Riding the Wave: Top Global Funds Bet on Surging Volatility, Macro Strategies, and Crypto for 2026 Gains
Top figures from the world of finance, including the leaders of major hedge funds and a prominent state-backed investment entity, stated on Tuesday that the markets, characterized by geopolitical turmoil and varying interest rate policies, will present lucrative opportunities in the coming year. These assessments were shared with attendees at the Abu Dhabi Finance Week conference.
The current global investment environment is being heavily influenced by uncertainty surrounding the policies of the returning U.S. President Donald Trump, specifically his unpredictable trade strategy, alongside the yet-to-be-determined direction of key central banks like the Bank of Japan and the U.S. Federal Reserve.

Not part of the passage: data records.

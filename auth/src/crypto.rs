use aes::Aes256;
use cbc::cipher::{BlockDecryptMut, KeyIvInit, block_padding::Pkcs7};
use hmac::{Hmac, Mac};
use pbkdf2::pbkdf2_hmac;
use sha2::{Digest, Sha256};

use crate::error::AuthError;

/// Password pre-hash variants negotiated during the SRP challenge.
#[derive(Clone, Copy, Debug, PartialEq, Eq)]
pub enum ProtocolVariant {
    S2k,
    S2kFo,
}

impl ProtocolVariant {
    /// Wire names, in the order they are advertised in the init request.
    pub const SUPPORTED: [&'static str; 2] = ["s2k", "s2k_fo"];

    /// Unknown variants abort the attempt; guessing a pre-hash scheme
    /// would burn an SRP round against the live service.
    pub fn from_wire(name: &str) -> Result<Self, AuthError> {
        match name {
            "s2k" => Ok(ProtocolVariant::S2k),
            "s2k_fo" => Ok(ProtocolVariant::S2kFo),
            other => Err(AuthError::UnsupportedVariant(other.to_string())),
        }
    }
}

pub fn sha256(bytes: &[u8]) -> [u8; 32] {
    let mut h = Sha256::new();
    h.update(bytes);
    let out = h.finalize();
    let mut arr = [0u8; 32];
    arr.copy_from_slice(&out);
    arr
}

/// PBKDF2 input per variant: the raw SHA-256 digest of the password for
/// `s2k`, its lowercase hex rendering (as bytes) for `s2k_fo`.
pub fn derive_password(
    password: &str,
    salt: &[u8],
    iterations: u32,
    variant: ProtocolVariant,
) -> [u8; 32] {
    let digest = sha256(password.as_bytes());
    let mut out = [0u8; 32];
    match variant {
        ProtocolVariant::S2k => pbkdf2_hmac::<Sha256>(&digest, salt, iterations, &mut out),
        ProtocolVariant::S2kFo => {
            pbkdf2_hmac::<Sha256>(hex::encode(digest).as_bytes(), salt, iterations, &mut out)
        }
    }
    out
}

const EXTRA_DATA_KEY_LABEL: &str = "extra data key:";
const EXTRA_DATA_IV_LABEL: &str = "extra data iv:";

/// Labeled sub-key of the negotiated SRP session key.
pub fn session_sub_key(session_key: &[u8], label: &str) -> [u8; 32] {
    let mut mac =
        Hmac::<Sha256>::new_from_slice(session_key).expect("hmac accepts any key length");
    mac.update(label.as_bytes());
    mac.finalize().into_bytes().into()
}

/// Decrypt the completion response's `spd` blob with keys derived from the
/// negotiated session key. Only the first 16 bytes of the derived iv are
/// used. Bad padding means the session keys disagree and must surface.
pub fn decrypt_extra_data(session_key: &[u8], ciphertext: &[u8]) -> Result<Vec<u8>, AuthError> {
    let key = session_sub_key(session_key, EXTRA_DATA_KEY_LABEL);
    let iv_full = session_sub_key(session_key, EXTRA_DATA_IV_LABEL);
    let mut iv = [0u8; 16];
    iv.copy_from_slice(&iv_full[..16]);

    cbc::Decryptor::<Aes256>::new(&key.into(), &iv.into())
        .decrypt_padded_vec_mut::<Pkcs7>(ciphertext)
        .map_err(|_| AuthError::Padding)
}

#[cfg(test)]
pub(crate) fn encrypt_extra_data(session_key: &[u8], plaintext: &[u8]) -> Vec<u8> {
    use cbc::cipher::BlockEncryptMut;

    let key = session_sub_key(session_key, EXTRA_DATA_KEY_LABEL);
    let iv_full = session_sub_key(session_key, EXTRA_DATA_IV_LABEL);
    let mut iv = [0u8; 16];
    iv.copy_from_slice(&iv_full[..16]);

    cbc::Encryptor::<Aes256>::new(&key.into(), &iv.into())
        .encrypt_padded_vec_mut::<Pkcs7>(plaintext)
}

#[cfg(test)]
mod tests {
    use super::*;

    #[test]
    fn variant_parsing_fails_closed() {
        assert_eq!(ProtocolVariant::from_wire("s2k").unwrap(), ProtocolVariant::S2k);
        assert_eq!(
            ProtocolVariant::from_wire("s2k_fo").unwrap(),
            ProtocolVariant::S2kFo
        );
        assert!(matches!(
            ProtocolVariant::from_wire("s2k_v2"),
            Err(AuthError::UnsupportedVariant(v)) if v == "s2k_v2"
        ));
    }

    #[test]
    fn s2k_fo_feeds_pbkdf2_the_hex_string_not_the_digest() {
        let salt = [0x12u8, 0x34, 0x56, 0x78];
        let iterations = 19840;

        let digest = sha256(b"correct-horse");
        let hex_input = hex::encode(digest);

        let mut expected = [0u8; 32];
        pbkdf2_hmac::<Sha256>(hex_input.as_bytes(), &salt, iterations, &mut expected);
        let derived = derive_password("correct-horse", &salt, iterations, ProtocolVariant::S2kFo);
        assert_eq!(derived, expected);

        // And the raw-digest path must differ, or the variants would collapse.
        let plain = derive_password("correct-horse", &salt, iterations, ProtocolVariant::S2k);
        assert_ne!(derived, plain);
    }

    #[test]
    fn sub_keys_are_distinct_per_label() {
        let session_key = [7u8; 32];
        let key = session_sub_key(&session_key, "extra data key:");
        let iv = session_sub_key(&session_key, "extra data iv:");
        assert_ne!(key, iv);
    }

    #[test]
    fn decrypt_recovers_plaintext_for_all_small_lengths() {
        let session_key = sha256(b"negotiated");
        let mut payload = Vec::new();
        for len in 0..=256usize {
            payload.resize(len, 0);
            for (i, b) in payload.iter_mut().enumerate() {
                *b = (i * 31 % 251) as u8;
            }
            let ciphertext = encrypt_extra_data(&session_key, &payload);
            assert_eq!(ciphertext.len() % 16, 0);
            let plain = decrypt_extra_data(&session_key, &ciphertext).unwrap();
            assert_eq!(plain, payload, "length {len}");
        }
        // a couple of larger sizes, same shape as real spd blobs
        for len in [1000usize, 4096, 9999] {
            let payload: Vec<u8> = (0..len).map(|i| (i % 256) as u8).collect();
            let ciphertext = encrypt_extra_data(&session_key, &payload);
            let plain = decrypt_extra_data(&session_key, &ciphertext).unwrap();
            assert_eq!(plain, payload, "length {len}");
        }
    }

    #[test]
    fn wrong_session_key_reports_padding_error() {
        let ciphertext = encrypt_extra_data(&sha256(b"right key"), b"account payload");
        let err = decrypt_extra_data(&sha256(b"wrong key"), &ciphertext).unwrap_err();
        assert!(matches!(err, AuthError::Padding));
    }

    #[test]
    fn truncated_ciphertext_reports_padding_error() {
        let session_key = sha256(b"negotiated");
        let mut ciphertext = encrypt_extra_data(&session_key, b"0123456789abcdef more");
        ciphertext.truncate(ciphertext.len() - 3);
        let err = decrypt_extra_data(&session_key, &ciphertext).unwrap_err();
        assert!(matches!(err, AuthError::Padding));
    }
}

Shiv Srinivasan, who oversees investments for the Abu Dhabi state-backed fund, emphasized this view, stating that "With pain comes opportunity." He pointed to the increase in market volatility stemming from worldwide geopolitical events and upcoming elections. For 2026, he expressed a preference for macroeconomic and trend-following hedge funds, noting that his current hedge fund portfolio is already up by more than $10\%$ (13%) this year. Mr. Srinivasan recalled that these same strategies, along with Commodity Trading Advisors (CTAs), performed exceptionally well in 2022. During that year, while stock markets experienced declines of more than a fifth (20%), certain trend and macro funds generated returns of $40\%$ or more in some cases. CTAs, which are systematic traders, operate by taking minor positions across various asset classes to identify and trade systematically on rising and falling prices.
Robyn Grew, the Chief Executive of the London-listed investment manager Man Group, which manages a portfolio of over $\$200$ billion ($214$ billion), echoed the sentiment that volatility is a source of favorable trading conditions. Ms. Grew, who took on the CEO role in 2023, remarked that her firm welcomes both volatility and the differing values among asset classes, or dispersion, which alternatives and hedge funds typically leverage for profit.
Aron Landy, the Chief Executive of Brevan Howard, which manages a portfolio exceeding $\$30$ billion, predicted that the divergence in asset values across global markets would intensify. He cited the strained relationship between the U.S. and China as a factor, stating he could not envision a scenario where the U.S. administration suddenly establishes a close partnership with Beijing. Mr. Landy also identified significant potential in the difference in global interest rates and in cryptocurrency investments. While acknowledging the inherent volatility of the crypto market, he cautioned that the greatest risk for investors is having no exposure to the asset class at all.